Ttbk2sca11/sca11 embryos lacked cilia in mesenchymal cells surrounding the neural tube (Figure 1F, I) as well as the limb buds and neural tube (data not shown), as assayed by immunostaining for the ciliary membrane protein ARL13B. Mouse embryo fibroblasts (MEFs) derived from Ttbk2sca11/sca11 embryos failed to recruit IFT proteins to the basal body and retained the cilium-suppressing centrosomal protein CP110 at the distal mother centriole (Figure S1), as originally reported for the Ttbk2null/null allele(4), showing that the truncated TTBK2 protein produced by the SCA11-associated mutation is unable to function in cilia formation. The truncated TTBK2 protein produced by the SCA11-associated mutations can be detected in heterozygous knockin animals(8), but is unable to promote cilium formation. As SCA11 is a late adult-onset phenotype seen in in SCA11/+ individuals, we examined the phenotype of adult Ttbk2scall/+ mice. At 3 months of age, the cerebellar architecture of the Ttbk2scall/+ animals was not distinguishable from that of wild type (Figure S2).
Decreased rescue of Ttbk2sca11/sca11 MEFs by TTBK2-GFP
SCA11 is dominantly inherited: affected patients are heterozygous for the mutation and have one wild-type allele(5).
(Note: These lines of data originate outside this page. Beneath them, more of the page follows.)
//! MCP protocol types (JSON-RPC 2.0 based).
//!
//! The same types serve both directions: the dispatch core deserializes
//! requests and serializes responses, the subprocess client does the reverse.

use serde::{Deserialize, Serialize};
use serde_json::Value;

/// Protocol revision reported by `initialize`.
pub const PROTOCOL_VERSION: &str = "2024-11-05";

/// Invalid JSON was received.
pub const PARSE_ERROR: i32 = -32700;
/// The JSON sent is not a valid request object.
pub const INVALID_REQUEST: i32 = -32600;
/// The method does not exist.
pub const METHOD_NOT_FOUND: i32 = -32601;
/// Internal fault while handling a request.
pub const INTERNAL_ERROR: i32 = -32603;

fn jsonrpc_version() -> String {
    "2.0".to_string()
}

/// JSON-RPC 2.0 request.
///
/// A request without an `id` is a notification.
#[derive(Debug, Clone, Serialize, Deserialize)]
pub struct JsonRpcRequest {
    #[serde(default = "jsonrpc_version")]
    pub jsonrpc: String,
    #[serde(default, skip_serializing_if = "Option::is_none")]
    pub id: Option<RequestId>,
    pub method: String,
    #[serde(default, skip_serializing_if = "Option::is_none")]
    pub params: Option<Value>,
}

impl JsonRpcRequest {
    pub fn new(id: impl Into<RequestId>, method: impl Into<String>) -> Self {
        Self {
            jsonrpc: jsonrpc_version(),
            id: Some(id.into()),
            method: method.into(),
            params: None,
        }
    }

    pub fn notification(method: impl Into<String>) -> Self {
        Self {
            jsonrpc: jsonrpc_version(),
            id: None,
            method: method.into(),
            params: None,
        }
    }

    pub fn with_params(mut self, params: impl Serialize) -> Self {
        self.params = Some(serde_json::to_value(params).unwrap_or(Value::Null));
        self
    }

    pub fn is_notification(&self) -> bool {
        self.id.is_none()
    }
}

/// JSON-RPC 2.0 response.
///
/// `id` is serialized as `null` when the request id could not be recovered
/// (for example, when the line was not valid JSON).
#[derive(Debug, Clone, Serialize, Deserialize)]
pub struct JsonRpcResponse {
    #[serde(default = "jsonrpc_version")]
    pub jsonrpc: String,
    #[serde(default)]
    pub id: Option<RequestId>,
    #[serde(default, skip_serializing_if = "Option::is_none")]
    pub result: Option<Value>,
    #[serde(default, skip_serializing_if = "Option::is_none")]
    pub error: Option<JsonRpcError>,
}

impl JsonRpcResponse {
    pub fn success(id: Option<RequestId>, result: Value) -> Self {
        Self {
            jsonrpc: jsonrpc_version(),
            id,
            result: Some(result),
            error: None,
        }
    }

    pub fn failure(id: Option<RequestId>, error: JsonRpcError) -> Self {
        Self {
            jsonrpc: jsonrpc_version(),
            id,
            result: None,
            error: Some(error),
        }
    }

    /// Returns the result if successful, or an error.
    ///
    /// Note: JSON-RPC 2.0 requires `result` on success, but some MCP servers
    /// omit it for void methods. We treat missing result as `null` rather than
    /// an error for compatibility.
    pub fn into_result(self) -> Result<Value, JsonRpcError> {
        if let Some(error) = self.error {
            Err(error)
        } else {
            Ok(self.result.unwrap_or(Value::Null))
        }
    }
}

/// JSON-RPC 2.0 error.
#[derive(Debug, Clone, PartialEq, Deserialize, Serialize)]
pub struct JsonRpcError {
    pub code: i32,
    pub message: String,
    #[serde(skip_serializing_if = "Option::is_none")]
    pub data: Option<Value>,
}

impl JsonRpcError {
    pub fn new(code: i32, message: impl Into<String>) -> Self {
        Self {
            code,
            message: message.into(),
            data: None,
        }
    }

    pub fn parse_error(detail: impl std::fmt::Display) -> Self {
        Self::new(PARSE_ERROR, format!("parse error: {detail}"))
    }

    pub fn invalid_request(detail: impl std::fmt::Display) -> Self {
        Self::new(INVALID_REQUEST, format!("invalid request: {detail}"))
    }

    pub fn method_not_found(method: &str) -> Self {
        Self::new(METHOD_NOT_FOUND, format!("method not found: {method}"))
    }

    pub fn internal_error(detail: impl std::fmt::Display) -> Self {
        Self::new(INTERNAL_ERROR, format!("internal error: {detail}"))
    }
}

impl std::fmt::Display for JsonRpcError {
    fn fmt(&self, f: &mut std::fmt::Formatter<'_>) -> std::fmt::Result {
        let code = self.code;
        let message = &self.message;
        write!(f, "[{code}] {message}")
    }
}

impl std::error::Error for JsonRpcError {}

/// Request ID (can be string or number).
#[derive(Debug, Clone, PartialEq, Eq, Hash, Serialize, Deserialize)]
#[serde(untagged)]
pub enum RequestId {
    String(String),
    Number(i64),
}

impl From<i64> for RequestId {
    fn from(n: i64) -> Self {
        Self::Number(n)
    }
}

impl From<String> for RequestId {
    fn from(s: String) -> Self {
        Self::String(s)
    }
}

impl From<&str> for RequestId {
    fn from(s: &str) -> Self {
        Self::String(s.to_string())
    }
}

// --- MCP-specific types ---

/// MCP initialize request params.
#[derive(Debug, Clone, Serialize, Deserialize)]
#[serde(rename_all = "camelCase")]
pub struct InitializeParams {
    pub protocol_version: String,
    #[serde(default)]
    pub capabilities: Value,
    pub client_info: PeerInfo,
}

impl Default for InitializeParams {
    fn default() -> Self {
        Self {
            protocol_version: PROTOCOL_VERSION.to_string(),
            capabilities: Value::Object(Default::default()),
            client_info: PeerInfo {
                name: "macpilot".to_string(),
                version: Some(env!("CARGO_PKG_VERSION").to_string()),
            },
        }
    }
}

/// Name and version of either side of the connection.
#[derive(Debug, Clone, PartialEq, Serialize, Deserialize)]
pub struct PeerInfo {
    pub name: String,
    #[serde(default, skip_serializing_if = "Option::is_none")]
    pub version: Option<String>,
}

/// MCP initialize response result.
#[derive(Debug, Clone, Serialize, Deserialize)]
#[serde(rename_all = "camelCase")]
pub struct InitializeResult {
    pub protocol_version: String,
    pub capabilities: ServerCapabilities,
    pub server_info: PeerInfo,
}

/// Server capabilities returned during initialization.
#[derive(Debug, Clone, Default, Serialize, Deserialize)]
pub struct ServerCapabilities {
    #[serde(default, skip_serializing_if = "Option::is_none")]
    pub tools: Option<ToolsCapability>,
}

#[derive(Debug, Clone, Default, Serialize, Deserialize)]
#[serde(rename_all = "camelCase")]
pub struct ToolsCapability {
    #[serde(default, skip_serializing_if = "std::ops::Not::not")]
    pub list_changed: bool,
}

/// Tool definition returned by tools/list.
#[derive(Debug, Clone, PartialEq, Deserialize, Serialize)]
#[serde(rename_all = "camelCase")]
pub struct Tool {
    pub name: String,
    #[serde(default)]
    pub description: Option<String>,
    pub input_schema: Value,
}

/// Result of tools/list.
#[derive(Debug, Clone, Serialize, Deserialize)]
pub struct ListToolsResult {
    pub tools: Vec<Tool>,
}

/// Params for tools/call.
#[derive(Debug, Clone, Serialize, Deserialize)]
pub struct CallToolParams {
    pub name: String,
    #[serde(default, skip_serializing_if = "Option::is_none")]
    pub arguments: Option<Value>,
}

/// Result of tools/call.
///
/// Failures are flagged both on the content entry and on the result, so
/// callers reading either field see them.
#[derive(Debug, Clone, PartialEq, Serialize, Deserialize)]
#[serde(rename_all = "camelCase")]
pub struct CallToolResult {
    pub content: Vec<ToolContent>,
    #[serde(default, skip_serializing_if = "std::ops::Not::not")]
    pub is_error: bool,
}

impl CallToolResult {
    /// A successful result carrying one text block.
    pub fn text(text: impl Into<String>) -> Self {
        Self {
            content: vec![ToolContent::Text {
                text: text.into(),
                is_error: false,
            }],
            is_error: false,
        }
    }

    /// A failed result; the message is prefixed with `Error: `.
    pub fn error(message: impl std::fmt::Display) -> Self {
        Self {
            content: vec![ToolContent::Text {
                text: format!("Error: {message}"),
                is_error: true,
            }],
            is_error: true,
        }
    }

    /// Whether any part of the result is flagged as an error.
    pub fn failed(&self) -> bool {
        self.is_error || self.content.iter().any(ToolContent::is_error)
    }

    /// All text blocks joined by newlines.
    pub fn text_content(&self) -> String {
        self.content
            .iter()
            .filter_map(|c| c.as_text())
            .collect::<Vec<_>>()
            .join("\n")
    }
}

/// Content returned by a tool.
#[derive(Debug, Clone, PartialEq, Deserialize, Serialize)]
#[serde(tag = "type", rename_all = "lowercase")]
pub enum ToolContent {
    Text {
        text: String,
        #[serde(
            rename = "isError",
            default,
            skip_serializing_if = "std::ops::Not::not"
        )]
        is_error: bool,
    },
}

impl ToolContent {
    /// Get text content if this is a text content block.
    pub fn as_text(&self) -> Option<&str> {
        match self {
            ToolContent::Text { text, .. } => Some(text),
        }
    }

    pub fn is_error(&self) -> bool {
        match self {
            ToolContent::Text { is_error, .. } => *is_error,
        }
    }
}

#[cfg(test)]
mod tests {
    use super::*;
    use serde_json::json;

    #[test]
    fn serialize_request() {
        let req = JsonRpcRequest::new(1i64, "initialize")
            .with_params(InitializeParams::default());
        let json = serde_json::to_string(&req).unwrap();
        assert!(json.contains("\"jsonrpc\":\"2.0\""));
        assert!(json.contains("\"method\":\"initialize\""));
    }

    #[test]
    fn notification_has_no_id() {
        let json = serde_json::to_value(JsonRpcRequest::notification("notifications/initialized"))
            .unwrap();
        assert!(json.get("id").is_none());
    }

    #[test]
    fn deserialize_request_without_params() {
        let req: JsonRpcRequest =
            serde_json::from_str(r#"{"jsonrpc":"2.0","id":"a","method":"tools/list"}"#).unwrap();
        assert_eq!(req.id, Some(RequestId::String("a".into())));
        assert!(req.params.is_none());
    }

    #[test]
    fn deserialize_response() {
        let json = r#"{"jsonrpc":"2.0","id":1,"result":{"tools":[]}}"#;
        let resp: JsonRpcResponse = serde_json::from_str(json).unwrap();
        assert_eq!(resp.id, Some(RequestId::Number(1)));
        assert!(resp.error.is_none());
    }

    #[test]
    fn failure_without_id_serializes_null() {
        let resp = JsonRpcResponse::failure(None, JsonRpcError::parse_error("EOF"));
        let json = serde_json::to_value(&resp).unwrap();
        assert_eq!(json["id"], Value::Null);
        assert_eq!(json["error"]["code"], json!(-32700));
        assert_eq!(json["error"]["message"], json!("parse error: EOF"));
        assert!(json.get("result").is_none());
    }

    #[test]
    fn error_result_flags_content_entry() {
        let json = serde_json::to_value(CallToolResult::error("boom")).unwrap();
        assert_eq!(
            json,
            json!({
                "content": [{"type": "text", "text": "Error: boom", "isError": true}],
                "isError": true
            })
        );
    }

    #[test]
    fn success_result_omits_error_flags() {
        let json = serde_json::to_value(CallToolResult::text("done")).unwrap();
        assert_eq!(json, json!({"content": [{"type": "text", "text": "done"}]}));
    }

    #[test]
    fn entry_level_error_flag_is_detected() {
        let result: CallToolResult = serde_json::from_value(json!({
            "content": [{"type": "text", "text": "Error: nope", "isError": true}]
        }))
        .unwrap();
        assert!(result.failed());
        assert_eq!(result.text_content(), "Error: nope");
    }

    #[test]
    fn deserialize_tool() {
        let json = r#"{
            "name": "open_application",
            "description": "Opens an application",
            "inputSchema": {"type": "object", "properties": {"appName": {"type": "string"}}}
        }"#;
        let tool: Tool = serde_json::from_str(json).unwrap();
        assert_eq!(tool.name, "open_application");
    }
}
We previously found that overexpression of TTBK2SCA11 in WT fibroblasts had a modest but significant cilia-suppression activity(4), leading us to propose that Ttbk2sca11 may be a dominant-negative (antimorphic) allele of Ttbk2. To further test this hypothesis, we expressed WT TTBK2-GFP in MEFs derived from both Ttbk2null/null and Ttbk2sca11/sca11 embryos using the same retroviral transduction system we previously employed for rescue experiments, and compared the ability of WT TTBK2 to rescue cilia formation in cells of these two genotypes. The frequency of rescue of cilia in Ttbk2sca11/sca11 MEFs was approximately half of what that in Ttbk2null/null MEFs, in which ciliogenesis was fully rescued (34.1 4.6% vs 66.2 +/-3.3%; p= 0.0002; Figure 2A, B). The intensity of ARL13B was also reduced in cilia of Ttbk2sca11/sca11 MEFs expressing TTBK2-GFP compared to cilia in Ttbk2null/null MEFs (WT: 120.4 +/- 4.96 A.U., Ttbk2bby/bby+ TTBK2-GFP: 103.2 +/- 3.37 A.U., Ttbk2sca11/sca11+TTBK2-GFP: 58.93 +/- 6.14 A.U.; Figure 2C, D), although the cilia did not differ significantly in length (WT: 3.468 +/- 0.154, Ttbk2bby/bby+ TTBK2-GFP: 2.874 +/- 0.074, Ttbk2sca11/sca11+ TTBK2- GFP: 3.438 +/- 0.194,Figure 2C, E). Together, these results suggest that the ability of exogenous TTBK2-GFP to restore cilia in mutant fibroblasts is inhibited by the presence of the truncated TTBK2SCA11 protein in these cells.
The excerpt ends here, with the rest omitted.